Chosen Solution

I have a mid 2012 13” MBP that I purchased back in December 2014. In 2017, the system started giving me serious kernel_task problems. The process used to jump over 300% even during idle time and the laptop became unusable. Doing some diagnosis gave me this error: 4SNS/1/C0000008: TAOP—124 Which I decipher as a faulty temperature ambient air optical drive power bus sensor. I also have the schematic for the A1278 logic board that this system works on and so I can approximately locate the location of this particular sensor. However, not every time my system is running the way I’ve described above. For example, during writing this question, I experienced lag a couple of times but also normal functioning side-by-side. Which means that the sensor is not 100% dead. It does work but something is not allowing it to work at full capacity. Also, there are so many sensors on the logic board, why did this particular sensor throw out the error? As of my own experience, cleaning some dust a couple of days ago put my system to normalcy and I thought I fixed the issue but now it’s here again, sometimes working and sometimes not working. I’ve never spilled liquid so that is not the cause; maybe some moisture that I cannot avoid. What would subject the sensor to function randomly and can it be fixed?
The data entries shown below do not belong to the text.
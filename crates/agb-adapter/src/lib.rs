// SPDX-License-Identifier: MIT OR Apache-2.0
//! agb-adapter
//!
//! The seam between the HTTP host and the per-provider bridges: the
//! [`Adapter`] trait, the adapter error taxonomy, and [`EventSink`] — the
//! emission helper every bridge streams through.
#![deny(unsafe_code)]
#![warn(missing_docs)]

use agb_core::usage::Usage;
use agb_core::{Event, ExtraMap, RunAgentInput};
use async_trait::async_trait;
use serde::{Deserialize, Serialize};
use tokio::sync::mpsc;

/// Identity card an adapter reports on its health endpoint.
#[derive(Debug, Clone, PartialEq, Eq, Serialize, Deserialize)]
pub struct AdapterIdentity {
    /// Framework slug (`"anthropic-raw"`, `"openai-raw"`, ...).
    pub framework: String,
    /// Model identifier the adapter is configured for.
    pub model: String,
    /// Whether the wrapped framework speaks the protocol natively, as
    /// opposed to this adapter synthesizing the events.
    pub native_agui: bool,
}

impl AdapterIdentity {
    /// Build an identity for a wrapped (non-native) adapter.
    pub fn wrapped(framework: impl Into<String>, model: impl Into<String>) -> Self {
        Self {
            framework: framework.into(),
            model: model.into(),
            native_agui: false,
        }
    }
}

/// Errors surfaced by a bridge while executing one run.
///
/// Every variant maps to a `RUN_ERROR` event with a coarse code; the stream
/// still terminates cleanly afterwards.
#[derive(Debug, thiserror::Error)]
pub enum AdapterError {
    /// The wrapped provider call failed (HTTP error, API error payload).
    #[error("upstream provider error: {message}")]
    Upstream {
        /// Provider-reported failure description.
        message: String,
    },

    /// The provider stream could not be decoded.
    #[error("failed to decode provider stream: {0}")]
    Decode(String),

    /// A tool-call fragment arrived without a provider-supplied identifier
    /// and no open call to attach to. Guessing an id is not allowed.
    #[error("tool call fragment without a provider-supplied id")]
    MissingToolCallId,

    /// The request cannot be served (e.g. no user message present).
    #[error("invalid run input: {0}")]
    InvalidInput(String),

    /// The event channel closed while streaming (client went away).
    #[error("event channel closed")]
    ChannelClosed,
}

impl AdapterError {
    /// Coarse machine-readable code carried on the `RUN_ERROR` event.
    pub fn code(&self) -> &'static str {
        match self {
            AdapterError::Upstream { .. } => "UPSTREAM_ERROR",
            AdapterError::Decode(_) => "DECODE_ERROR",
            AdapterError::MissingToolCallId => "MISSING_TOOL_CALL_ID",
            AdapterError::InvalidInput(_) => "INVALID_INPUT",
            AdapterError::ChannelClosed => "CHANNEL_CLOSED",
        }
    }
}

/// One framework wrapper: executes a single user turn and streams protocol
/// events into the provided sink.
///
/// Implementations emit only content events (text, tool, thinking, state);
/// lifecycle framing (`RUN_STARTED` / `RUN_FINISHED` / `RUN_ERROR`) is owned
/// by the HTTP host so the framing invariant holds for every adapter. The
/// returned [`Usage`] is attached to `RUN_FINISHED` by the host.
#[async_trait]
pub trait Adapter: Send + Sync {
    /// Identity reported on the health endpoint.
    fn identity(&self) -> AdapterIdentity;

    /// Execute one run, streaming events through `sink`.
    async fn execute(
        &self,
        input: RunAgentInput,
        sink: &mut EventSink,
    ) -> Result<Usage, AdapterError>;
}

// ---------------------------------------------------------------------------
// EventSink
// ---------------------------------------------------------------------------

/// Emission helper wrapping the event channel.
///
/// Tracks the current assistant message so bridges can push raw text deltas
/// without repeating the lazy-START bookkeeping every provider translation
/// needs: the first delta opens the message, `end_message` closes it, and a
/// follow-up round keeps streaming into the same message id.
pub struct EventSink {
    tx: mpsc::Sender<Event>,
    message_id: String,
    message_open: bool,
}

impl EventSink {
    /// Wrap a channel sender, minting a fresh message id.
    pub fn new(tx: mpsc::Sender<Event>) -> Self {
        Self {
            tx,
            message_id: uuid::Uuid::new_v4().to_string(),
            message_open: false,
        }
    }

    /// The message id used for this run's assistant text.
    pub fn message_id(&self) -> &str {
        &self.message_id
    }

    /// Send an already-built event.
    pub async fn send(&mut self, event: Event) -> Result<(), AdapterError> {
        self.tx
            .send(event)
            .await
            .map_err(|_| AdapterError::ChannelClosed)
    }

    /// Stream one text fragment, opening the message on first use.
    pub async fn text_delta(&mut self, delta: &str) -> Result<(), AdapterError> {
        if !self.message_open {
            self.send(Event::TextMessageStart {
                message_id: self.message_id.clone(),
                role: "assistant".to_string(),
                extra: ExtraMap::new(),
            })
            .await?;
            self.message_open = true;
        }
        self.send(Event::TextMessageContent {
            message_id: self.message_id.clone(),
            delta: delta.to_string(),
            extra: ExtraMap::new(),
        })
        .await
    }

    /// Close the assistant message if any delta was streamed.
    pub async fn end_message(&mut self) -> Result<(), AdapterError> {
        if self.message_open {
            self.message_open = false;
            self.send(Event::TextMessageEnd {
                message_id: self.message_id.clone(),
                extra: ExtraMap::new(),
            })
            .await?;
        }
        Ok(())
    }

    /// Open a tool call.
    pub async fn tool_start(&mut self, id: &str, name: &str) -> Result<(), AdapterError> {
        self.send(Event::ToolCallStart {
            tool_call_id: id.to_string(),
            tool_call_name: name.to_string(),
            extra: ExtraMap::new(),
        })
        .await
    }

    /// Stream a tool argument fragment.
    pub async fn tool_args(&mut self, id: &str, delta: &str) -> Result<(), AdapterError> {
        self.send(Event::ToolCallArgs {
            tool_call_id: id.to_string(),
            delta: delta.to_string(),
            extra: ExtraMap::new(),
        })
        .await
    }

    /// Close a tool call's argument stream.
    pub async fn tool_end(&mut self, id: &str) -> Result<(), AdapterError> {
        self.send(Event::ToolCallEnd {
            tool_call_id: id.to_string(),
            extra: ExtraMap::new(),
        })
        .await
    }

    /// Report an executed tool call's result.
    pub async fn tool_result(&mut self, id: &str, result: &str) -> Result<(), AdapterError> {
        self.send(Event::ToolCallResult {
            tool_call_id: id.to_string(),
            result: result.to_string(),
            extra: ExtraMap::new(),
        })
        .await
    }
}
/// Check a recorded event sequence against the ordering rules.
///
/// Returns every violation found; an empty vector means the run is
/// well-formed.
pub fn check_run(events: &[Event]) -> Vec<Violation> {
    let mut violations = Vec::new();

    if events.is_empty() {
        violations.push(Violation::EmptyRun);
        return violations;
    }

    if !matches!(events[0], Event::RunStarted { .. }) {
        violations.push(Violation::FirstEventNotRunStarted);
    }

    let mut started = 0usize;
    let mut terminal_seen = false;
    let mut messages: HashMap<String, MessageState> = HashMap::new();
    let mut tools: HashMap<String, ToolState> = HashMap::new();

    for ev in events {
        if terminal_seen {
            violations.push(Violation::EventAfterTerminal { kind: ev.kind() });
        }

        match ev {
            Event::RunStarted { .. } => {
                started += 1;
                if started > 1 {
                    violations.push(Violation::DuplicateRunStarted);
                }
            }
            Event::RunFinished { .. } | Event::RunError { .. } => {
                if terminal_seen {
                    violations.push(Violation::DuplicateTerminal);
                }
                terminal_seen = true;
            }

            Event::TextMessageStart { message_id, .. } => {
                if messages.insert(message_id.clone(), MessageState::Open).is_some() {
                    violations.push(Violation::DuplicateMessageId {
                        message_id: message_id.clone(),
                    });
                }
            }
            Event::TextMessageContent { message_id, .. } => {
                match messages.get(message_id) {
                    Some(MessageState::Open) => {}
                    _ => violations.push(Violation::TextOutsideMessage {
                        message_id: message_id.clone(),
                    }),
                }
            }
            Event::TextMessageEnd { message_id, .. } => match messages.get_mut(message_id) {
                Some(state @ MessageState::Open) => *state = MessageState::Closed,
                _ => violations.push(Violation::TextOutsideMessage {
                    message_id: message_id.clone(),
                }),
            },

            Event::ToolCallStart { tool_call_id, .. } => {
                if tools.insert(tool_call_id.clone(), ToolState::Streaming).is_some() {
                    violations.push(Violation::DuplicateToolCallId {
                        tool_call_id: tool_call_id.clone(),
                    });
                }
            }
            Event::ToolCallArgs { tool_call_id, .. } => match tools.get(tool_call_id) {
                Some(ToolState::Streaming) => {}
                Some(_) => violations.push(Violation::ArgsAfterEnd {
                    tool_call_id: tool_call_id.clone(),
                }),
                None => violations.push(Violation::ToolEventOutsideCall {
                    tool_call_id: tool_call_id.clone(),
                }),
            },
            Event::ToolCallEnd { tool_call_id, .. } => match tools.get_mut(tool_call_id) {
                Some(state @ ToolState::Streaming) => *state = ToolState::Ended,
                Some(_) => violations.push(Violation::ToolEventOutsideCall {
                    tool_call_id: tool_call_id.clone(),
                }),
                None => violations.push(Violation::ToolEventOutsideCall {
                    tool_call_id: tool_call_id.clone(),
                }),
            },
            Event::ToolCallResult { tool_call_id, .. } => match tools.get_mut(tool_call_id) {
                Some(state @ ToolState::Ended) => *state = ToolState::Resolved,
                Some(ToolState::Streaming) => violations.push(Violation::ResultBeforeEnd {
                    tool_call_id: tool_call_id.clone(),
                }),
                _ => violations.push(Violation::ToolEventOutsideCall {
                    tool_call_id: tool_call_id.clone(),
                }),
            },

            _ => {}
        }
    }

    if !terminal_seen {
        violations.push(Violation::MissingTerminal);
    }

    // A run that errored out is allowed to leave messages and calls dangling;
    // partial output is not retracted.
    let errored = events.iter().any(|e| matches!(e, Event::RunError { .. }));
    if !errored {
        for (id, state) in &messages {
            if *state == MessageState::Open {
                violations.push(Violation::UnclosedMessage {
                    message_id: id.clone(),
                });
            }
        }
        for (id, state) in &tools {
            if *state == ToolState::Streaming {
                violations.push(Violation::UnclosedToolCall {
                    tool_call_id: id.clone(),
                });
            }
        }
    }

    violations
}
Sounds like you had liquid spill into the trackpad at some point and the ribbon connection is corroded which is messing up the sensor on the logic board. I would try replacing the trackpad MacBook Pro 13" Unibody (Mid 2009-Mid 2012) Trackpad and here’s the guide MacBook Pro 13" Unibody Mid 2012 Trackpad Replacement

Which means that the sensor is not 100% dead. It does work but something is not allowing it to work at full capacity. Also, there are so many sensors on the logic board, why did this particular sensor throw out the error? Not 100% dead is another way of saying it’s barely alive! The thing “not allowing it to work at full capacity” may well be the very fact that it is failing. As for why that particular sensor, who knows? It might just be the first failure. But if what you say is correct, and it’s related to the optical drive, then it’s probably very close to (or inside) the optical drive, which is one of the worst spots to be in in terms of ingress particle/liquid protection. I don’t have the schematic or boardview for the pre-retina MBPs, but if sensor in the optical drive, built into the cable, a separate thermistor, etc., you might be lucky enough to fix this by replacing the optical drive, ribbon cable, or the sensor itself. It may also be just a SMC config issue, but I’m guessing you’ve already tried an SMC reset. Otherwise, unfortunately the only other option I can think of at the moment is an MLB replacement, assuming you don’t want to do an SMC replacement. You don’t, and you probably won’t be able to find anyone willing to do it for you either. The thing is though, the only practical issue you’re having is the unnecessary thermal throttling by kernel_task due to the failing sensor right? If that’s the only issue, and removing the optical drive and/or its sensor doesn’t help, you could get away with just disabling the kernel power management. Just remove the kext that handles your board id or rename it to something else (e.g. IOPlatformPluginFamily.kext to IOPlatformPluginFamily.kext.tmp, invalidate your kernel cache, and that might fix the problem of kernel_task hogging all the system resources in an effort to prevent the non-existing overheating condition.